*** Data Section Begins ***

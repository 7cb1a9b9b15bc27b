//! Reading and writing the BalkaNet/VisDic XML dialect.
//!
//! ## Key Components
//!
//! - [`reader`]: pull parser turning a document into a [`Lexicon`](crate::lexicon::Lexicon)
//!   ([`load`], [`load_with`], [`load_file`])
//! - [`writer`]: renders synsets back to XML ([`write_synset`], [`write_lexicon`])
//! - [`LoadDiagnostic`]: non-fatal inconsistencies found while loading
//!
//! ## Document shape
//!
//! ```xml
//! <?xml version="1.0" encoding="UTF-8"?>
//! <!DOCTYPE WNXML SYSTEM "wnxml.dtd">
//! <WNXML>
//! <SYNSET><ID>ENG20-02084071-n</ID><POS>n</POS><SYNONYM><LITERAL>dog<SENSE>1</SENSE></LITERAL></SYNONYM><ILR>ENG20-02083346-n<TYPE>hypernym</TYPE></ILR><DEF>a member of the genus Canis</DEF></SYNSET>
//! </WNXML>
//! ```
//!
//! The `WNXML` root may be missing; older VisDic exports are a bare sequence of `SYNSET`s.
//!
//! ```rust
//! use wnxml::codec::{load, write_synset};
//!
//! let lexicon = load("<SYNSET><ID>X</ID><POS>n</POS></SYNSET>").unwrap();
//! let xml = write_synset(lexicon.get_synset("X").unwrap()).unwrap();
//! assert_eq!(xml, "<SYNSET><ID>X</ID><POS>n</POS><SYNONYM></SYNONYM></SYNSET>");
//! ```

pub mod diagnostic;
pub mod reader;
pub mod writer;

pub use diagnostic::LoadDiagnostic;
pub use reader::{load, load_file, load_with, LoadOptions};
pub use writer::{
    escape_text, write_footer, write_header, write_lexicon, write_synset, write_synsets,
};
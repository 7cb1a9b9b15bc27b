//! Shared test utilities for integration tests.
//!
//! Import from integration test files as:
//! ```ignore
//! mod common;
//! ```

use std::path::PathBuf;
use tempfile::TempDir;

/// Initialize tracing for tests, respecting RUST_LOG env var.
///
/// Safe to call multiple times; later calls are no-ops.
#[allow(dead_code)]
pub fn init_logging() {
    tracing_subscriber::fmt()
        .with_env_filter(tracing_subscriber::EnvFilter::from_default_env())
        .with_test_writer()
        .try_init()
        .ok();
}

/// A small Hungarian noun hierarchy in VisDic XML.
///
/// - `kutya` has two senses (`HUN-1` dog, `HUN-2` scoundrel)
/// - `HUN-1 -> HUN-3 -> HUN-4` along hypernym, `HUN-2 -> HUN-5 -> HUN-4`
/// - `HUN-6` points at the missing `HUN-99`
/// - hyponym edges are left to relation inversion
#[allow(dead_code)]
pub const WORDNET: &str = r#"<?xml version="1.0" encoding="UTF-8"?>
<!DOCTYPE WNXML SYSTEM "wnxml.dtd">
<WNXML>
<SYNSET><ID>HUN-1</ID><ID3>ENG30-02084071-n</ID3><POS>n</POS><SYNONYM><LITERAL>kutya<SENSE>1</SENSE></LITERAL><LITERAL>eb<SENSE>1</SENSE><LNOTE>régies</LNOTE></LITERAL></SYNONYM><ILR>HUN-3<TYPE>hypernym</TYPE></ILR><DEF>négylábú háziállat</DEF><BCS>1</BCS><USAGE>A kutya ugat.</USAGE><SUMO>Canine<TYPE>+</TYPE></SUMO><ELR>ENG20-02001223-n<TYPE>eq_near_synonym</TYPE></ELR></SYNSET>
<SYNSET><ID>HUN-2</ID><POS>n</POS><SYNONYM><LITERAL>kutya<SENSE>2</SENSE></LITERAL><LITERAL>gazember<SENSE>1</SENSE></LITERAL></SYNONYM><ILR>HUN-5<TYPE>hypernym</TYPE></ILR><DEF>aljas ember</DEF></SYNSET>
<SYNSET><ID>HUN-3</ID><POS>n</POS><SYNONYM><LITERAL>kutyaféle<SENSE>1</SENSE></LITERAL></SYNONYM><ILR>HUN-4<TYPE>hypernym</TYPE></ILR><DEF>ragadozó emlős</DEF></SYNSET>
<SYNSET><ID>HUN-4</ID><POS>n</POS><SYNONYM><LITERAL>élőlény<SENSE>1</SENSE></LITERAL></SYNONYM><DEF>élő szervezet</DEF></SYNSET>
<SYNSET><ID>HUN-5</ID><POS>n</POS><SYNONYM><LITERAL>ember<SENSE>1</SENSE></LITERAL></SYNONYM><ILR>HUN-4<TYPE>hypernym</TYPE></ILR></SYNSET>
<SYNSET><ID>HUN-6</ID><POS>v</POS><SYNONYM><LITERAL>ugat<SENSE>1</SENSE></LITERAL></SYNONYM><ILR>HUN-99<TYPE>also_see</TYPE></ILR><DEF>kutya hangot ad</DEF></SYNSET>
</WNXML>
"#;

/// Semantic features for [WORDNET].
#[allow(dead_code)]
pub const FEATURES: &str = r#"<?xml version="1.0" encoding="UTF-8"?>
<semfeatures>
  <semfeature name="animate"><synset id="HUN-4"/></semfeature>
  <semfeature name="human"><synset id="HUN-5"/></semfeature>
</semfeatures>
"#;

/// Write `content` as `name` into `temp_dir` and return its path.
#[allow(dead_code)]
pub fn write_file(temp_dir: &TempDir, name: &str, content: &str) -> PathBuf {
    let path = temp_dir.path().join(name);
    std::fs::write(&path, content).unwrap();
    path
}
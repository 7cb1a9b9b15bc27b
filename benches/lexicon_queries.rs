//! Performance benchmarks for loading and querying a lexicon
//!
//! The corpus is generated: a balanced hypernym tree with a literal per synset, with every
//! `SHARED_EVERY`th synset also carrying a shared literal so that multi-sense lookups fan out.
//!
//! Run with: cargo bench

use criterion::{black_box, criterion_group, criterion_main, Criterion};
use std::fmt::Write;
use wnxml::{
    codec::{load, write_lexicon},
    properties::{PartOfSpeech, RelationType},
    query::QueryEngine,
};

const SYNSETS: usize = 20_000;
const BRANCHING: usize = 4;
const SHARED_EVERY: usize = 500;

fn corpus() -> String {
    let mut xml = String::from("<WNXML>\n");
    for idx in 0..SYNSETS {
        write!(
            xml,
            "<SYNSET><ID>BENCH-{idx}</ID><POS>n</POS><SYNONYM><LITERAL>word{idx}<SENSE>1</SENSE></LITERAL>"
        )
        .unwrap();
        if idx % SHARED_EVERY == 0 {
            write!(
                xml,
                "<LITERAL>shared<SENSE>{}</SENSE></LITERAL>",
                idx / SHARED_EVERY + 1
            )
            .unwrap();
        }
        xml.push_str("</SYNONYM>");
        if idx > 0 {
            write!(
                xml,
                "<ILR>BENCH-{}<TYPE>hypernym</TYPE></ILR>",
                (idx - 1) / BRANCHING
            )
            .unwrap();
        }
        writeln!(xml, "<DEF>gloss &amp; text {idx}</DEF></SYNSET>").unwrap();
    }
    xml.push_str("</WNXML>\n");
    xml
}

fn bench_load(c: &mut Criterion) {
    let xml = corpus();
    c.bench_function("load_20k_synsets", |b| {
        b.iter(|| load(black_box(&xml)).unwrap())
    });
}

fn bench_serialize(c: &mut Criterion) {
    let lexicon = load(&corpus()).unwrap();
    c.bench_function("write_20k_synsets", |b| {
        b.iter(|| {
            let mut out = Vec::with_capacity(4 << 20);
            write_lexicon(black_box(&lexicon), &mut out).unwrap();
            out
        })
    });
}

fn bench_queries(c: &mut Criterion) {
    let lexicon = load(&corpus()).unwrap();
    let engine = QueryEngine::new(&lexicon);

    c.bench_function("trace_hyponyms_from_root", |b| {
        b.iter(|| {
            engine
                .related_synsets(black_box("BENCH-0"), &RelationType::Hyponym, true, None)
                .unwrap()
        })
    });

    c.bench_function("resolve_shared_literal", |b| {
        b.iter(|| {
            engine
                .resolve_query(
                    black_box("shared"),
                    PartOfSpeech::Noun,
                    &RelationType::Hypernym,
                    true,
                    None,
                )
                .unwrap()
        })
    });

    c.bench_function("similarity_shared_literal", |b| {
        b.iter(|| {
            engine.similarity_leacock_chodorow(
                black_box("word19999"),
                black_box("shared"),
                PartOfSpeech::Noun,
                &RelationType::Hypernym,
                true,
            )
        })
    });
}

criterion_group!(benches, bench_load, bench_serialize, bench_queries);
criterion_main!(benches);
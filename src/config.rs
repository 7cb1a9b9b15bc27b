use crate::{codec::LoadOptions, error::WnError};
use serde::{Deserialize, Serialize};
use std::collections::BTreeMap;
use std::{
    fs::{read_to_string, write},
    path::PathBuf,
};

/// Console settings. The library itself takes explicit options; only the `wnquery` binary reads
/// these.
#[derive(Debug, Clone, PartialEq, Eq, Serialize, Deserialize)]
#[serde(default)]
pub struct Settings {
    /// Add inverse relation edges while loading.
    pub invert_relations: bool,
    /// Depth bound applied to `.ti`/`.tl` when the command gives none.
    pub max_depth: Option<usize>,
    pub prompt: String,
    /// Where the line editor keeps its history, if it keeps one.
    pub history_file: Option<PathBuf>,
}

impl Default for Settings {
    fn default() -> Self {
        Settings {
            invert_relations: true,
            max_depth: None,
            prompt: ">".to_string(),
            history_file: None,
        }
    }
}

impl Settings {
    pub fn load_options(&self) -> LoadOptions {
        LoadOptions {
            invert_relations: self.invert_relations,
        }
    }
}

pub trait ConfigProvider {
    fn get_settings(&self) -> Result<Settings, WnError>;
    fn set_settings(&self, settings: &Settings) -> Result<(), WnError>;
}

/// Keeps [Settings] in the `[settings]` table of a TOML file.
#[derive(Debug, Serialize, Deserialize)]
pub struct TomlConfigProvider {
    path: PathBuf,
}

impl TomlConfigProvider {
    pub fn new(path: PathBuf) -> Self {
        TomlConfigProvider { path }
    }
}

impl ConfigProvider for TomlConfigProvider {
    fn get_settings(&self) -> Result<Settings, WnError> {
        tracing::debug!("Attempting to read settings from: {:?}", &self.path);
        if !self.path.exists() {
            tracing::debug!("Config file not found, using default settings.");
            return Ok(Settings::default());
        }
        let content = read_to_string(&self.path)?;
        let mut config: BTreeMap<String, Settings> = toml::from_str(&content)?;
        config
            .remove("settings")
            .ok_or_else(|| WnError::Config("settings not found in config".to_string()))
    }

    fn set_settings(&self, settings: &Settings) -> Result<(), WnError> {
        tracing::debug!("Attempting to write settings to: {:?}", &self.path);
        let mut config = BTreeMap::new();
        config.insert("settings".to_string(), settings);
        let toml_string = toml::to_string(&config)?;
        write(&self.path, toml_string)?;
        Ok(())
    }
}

*** Data Section Ends ***

The answer should consist of all lines from the records above that hold the word "RelationType".

    properties::{PartOfSpeech, RelationType},
                .related_synsets(black_box("BENCH-0"), &RelationType::Hyponym, true, None)
                    &RelationType::Hypernym,
                &RelationType::Hypernym,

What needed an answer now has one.